2. Pembatasan atrium dan impotensi fungsional:

Setelah operasi, semua bagian otot dan rangka yang terlibat akan terpengaruh dengan berbagai cara. Salah satunya adalah karena sendi glenohumeral dan acromiohumeral, karena semua otot yang mengelilinginya terpengaruh pada gilirannya, atrofi dan menyebabkan impotensi fungsional.

Sistem lain yang terpengaruh adalah sistem fasia. Tubuh manusia dibungkus melalui jaringan ikat yang mengelilingi otot dan jeroan. Kurangnya gerakan yang tepat akhirnya mengurangi kemampuan jaringan untuk tumbuh dan sembuh.

Perlakuan

Physiomedical Institute mengusulkan serangkaian perawatan khusus untuk bagian yang terkena, seperti perawatan jaringan lunak dengan terapi manual, bekerja pada sistem fasia dengan CelluM6, terapi peregangan myofascial manual dan terapi kombinasi dengan Hubber Motion Lab.

Mobilitas sendi juga pulih dengan kinesiterapi aktif dan pasif, dikombinasikan dengan program pilates yang berspesialisasi dalam patologi payudara dan Hubber.

3. Seroma:

Ini adalah cairan serosa yang terakumulasi dalam rongga sisa pasca-bedah. Ini dapat terjadi di ruang antara kulit, lemak, otot, saraf, dan sel-sel jaringan ikat. Ini adalah komplikasi yang paling sering dari operasi payudara, dengan insiden lebih dari 60% pasien.

4. Limfore:

Ini adalah komplikasi yang terkait dengan ablasi kelenjar getah bening aksila sebagai bagian dari perawatan bedah kanker payudara. Setelah ablasi ini, terkadang pembuluh limfatik aferen dan eferen mengeluarkan getah bening yang dikandungnya, yang dapat menyebabkan seroma dan, pada gilirannya, infeksi. Antara 15 dan 45% pasien menderita karenanya.

Perlakuan

Ini dirawat dengan teknik drainase limfatik manual yang canggih.

5. Edema:

Ini adalah adanya kelebihan cairan dalam jaringan tubuh setelah proses traumatis atau operasi. Biasanya terjadi di kompartemen cairan ekstraseluler, tetapi juga dapat mempengaruhi cairan intraseluler.

Perlakuan

Ini dirawat baik dengan drainase limfatik manual atau dengan teknik drainase mekanis CelluM6, yang, dengan efek mekanisnya, merangsang kerja sistem limfatik dan mendukung reabsorpsi edema.

6. Bekas luka:

Setiap tahun di negara maju ada 100 juta pasien yang mendapatkan bekas luka akibat 55 juta operasi elektif dan 25 juta operasi setelah trauma. Proses penyembuhan memiliki beberapa fase: peradangan, perbaikan dan recaraling jaringan. Modifikasi dari salah satu langkah ini dapat menghasilkan perbaikan abnormal, yang dapat bermanifestasi sebagai bekas luka hipertrofik, atrofi atau keloid.

Perlakuan

Ada beberapa perawatan, tetapi lembaga kami memilih drainase limfatik manual, yang merupakan terapi berirama lembut yang menarik kulit, tanpa menggeser atau kehilangan kontak di sepanjang jalur limfatik superfisial, dengan tujuan meningkatkan reabsorpsi edema melalui penangkapan dan evakuasi cairan.

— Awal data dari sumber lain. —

#[cfg(test)]
mod tests {
    use super::*;
    use crate::ir::{Function, Linkage, Value};

    #[test]
    fn test_annotation_parsing() {
        let tags = Annotations::parse(&["l2g", "no_encrypt", "hot", " no_l2g "]);
        assert_eq!(
            tags,
            Annotations::PROMOTE | Annotations::NO_ENCRYPT | Annotations::NO_PROMOTE
        );
        assert_eq!(Annotations::parse::<&str>(&[]), Annotations::empty());
        assert_eq!(
            Annotations::NO_ENCRYPT.to_strings(),
            vec!["no_encrypt".to_string()]
        );
    }

    #[test]
    fn test_categories() {
        let global = GlobalVar::array(
            "lookup_table",
            ScalarType::F32,
            &[Value::f32(1.0), Value::f32(2.0)],
        );
        let descriptor = ValueDescriptor::from_global(GlobalId::new(0), &global).unwrap();
        assert_eq!(descriptor.category, TypeCategory::FloatArray);
        assert_eq!(descriptor.element_kind, ElementKind::Float);
        assert_eq!(descriptor.bit_width, 32);
        assert_eq!(descriptor.element_count, 2);
        assert!(descriptor.is_aggregate());
        assert_eq!(descriptor.scope, Scope::Global);

        let vector = GlobalVar::vector("v", ScalarType::I16, &[Value::i16(1); 4]);
        let descriptor = ValueDescriptor::from_global(GlobalId::new(1), &vector).unwrap();
        assert_eq!(descriptor.category, TypeCategory::Vector);
        assert_eq!(descriptor.element_kind, ElementKind::Integer);
    }

    #[test]
    fn test_supported_widths() {
        let make = |ty: ScalarType| {
            let bytes = vec![0u8; ty.byte_size()];
            ValueDescriptor::new(
                "x",
                DeclRef::Global(GlobalId::new(0)),
                ValueType::Scalar(ty),
                bytes,
                Annotations::empty(),
            )
        };

        for ty in [
            ScalarType::I8,
            ScalarType::I16,
            ScalarType::I32,
            ScalarType::I64,
            ScalarType::F32,
            ScalarType::F64,
        ] {
            assert!(make(ty).is_supported(), "{ty} should be supported");
        }
        for ty in [
            ScalarType::Int(1),
            ScalarType::Int(24),
            ScalarType::Int(128),
            ScalarType::Float(16),
        ] {
            assert!(!make(ty).is_supported(), "{ty} should not be supported");
        }

        let mut truncated = make(ScalarType::I32);
        truncated.initial_value.pop();
        assert!(!truncated.is_supported());
    }

    #[test]
    fn test_reserved_names() {
        let mut module = Module::new("unit.c");
        module.add_policy_marker();
        let table = DescriptorTable::globals(&module);
        assert_eq!(table.len(), 1);
        assert!(table.iter().all(|(_, d)| d.is_reserved()));
    }

    #[test]
    fn test_global_discovery() {
        let mut module = Module::new("unit.c");
        module.add_global(GlobalVar::scalar("secret_key", Value::i32(0x1234)));
        module.add_global(
            GlobalVar::scalar("exported", Value::i32(1)).with_linkage(Linkage::External),
        );
        let counter = module.add_global(GlobalVar::scalar("counter", Value::i32(0)));
        module.add_global(GlobalVar::new(
            "declared",
            ValueType::Scalar(ScalarType::I32),
            None,
        ));

        let mut function = Function::new("tick");
        let v = function.constant(Value::i32(1));
        function.store_global(counter, v);
        module.add_function(function);

        let table = DescriptorTable::globals(&module);
        let names: Vec<_> = table.iter().map(|(_, d)| d.name.as_str()).collect();
        assert_eq!(names, vec!["secret_key"]);
    }

    #[test]
    fn test_local_discovery() {
        let mut module = Module::new("unit.c");
        let mut function = Function::new("main");
        function.add_local(LocalVar::scalar("local_secret", Value::i32(7)).with_annotation("l2g"));
        let mutable = function.add_local(LocalVar::scalar("i", Value::i32(0)));
        function.add_local(LocalVar::new(
            "uninit",
            ValueType::Scalar(ScalarType::I32),
            None,
        ));
        let v = function.constant(Value::i32(1));
        function.store_local(mutable, v);
        let main = module.add_function(function);

        let table = DescriptorTable::locals(&module);
        assert_eq!(table.len(), 1);
        let (id, descriptor) = table.iter().next().unwrap();
        assert_eq!(table[id].name, "local_secret");
        assert_eq!(descriptor.scope, Scope::Local);
        assert!(descriptor.annotations.contains(Annotations::PROMOTE));
        assert!(matches!(descriptor.decl, DeclRef::Local(f, _) if f == main));
    }
}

Teknik lain untuk mengobati bekas luka hipertrofik adalah mikrodermabrasi, yang terdiri dari mengontrol recaraling yang benar dari lapisan epitel (jaringan yang menutupi permukaan bebas tubuh). Melalui CelluM6, juga dimungkinkan untuk mengaktifkan kembali ikatan kolagen dan menghasilkan proliferasi elastin melalui mekanotraksi kulit.

7. Limfedema:

Ini adalah pembengkakan ekstremitas yang disebabkan oleh akumulasi cairan di ruang interstisial karena kerusakan sistem limfatik. Hal ini ditandai dengan menjadi edema kronis dan tampak lunak atau keras (tergantung pada konsentrasi protein yang dikandungnya), elastis atau berserat dan tidak membaik dengan elevasi anggota badan yang terkena.

Penyebab limfedema yang paling sering adalah pengangkatan kelenjar getah bening aksila, jenis operasi, keadaan patologis nodul, frekuensi dan intensitas radioterapi atau kemoterapi, dan penggunaan rekomendasi yang tidak tepat.

Perlakuan

Tujuannya adalah pengurangan volume anggota badan, pengurangan fibrosis konjungtiva, perawatan kulit dan bekas luka, pencegahan faktor yang memberatkan, rehabilitasi fungsional anggota badan yang terkena, kontrol nyeri dan reintegrasi pribadi, sosial dan tenaga kerja pasien.pasien.

Pengobatan limfedema adalah serangkaian alternatif terapi komplementer yang berbeda. Terapi dekongestif IF adalah terapi yang menggabungkan penerapan DLM ke anggota tubuh yang terkena, bergantian dengan perawatan CelluM6 yang melakukan drainase bermotor dan defibrosing. Akhirnya, perban kompresi dan latihan myolymphokinetic juga dapat digunakan.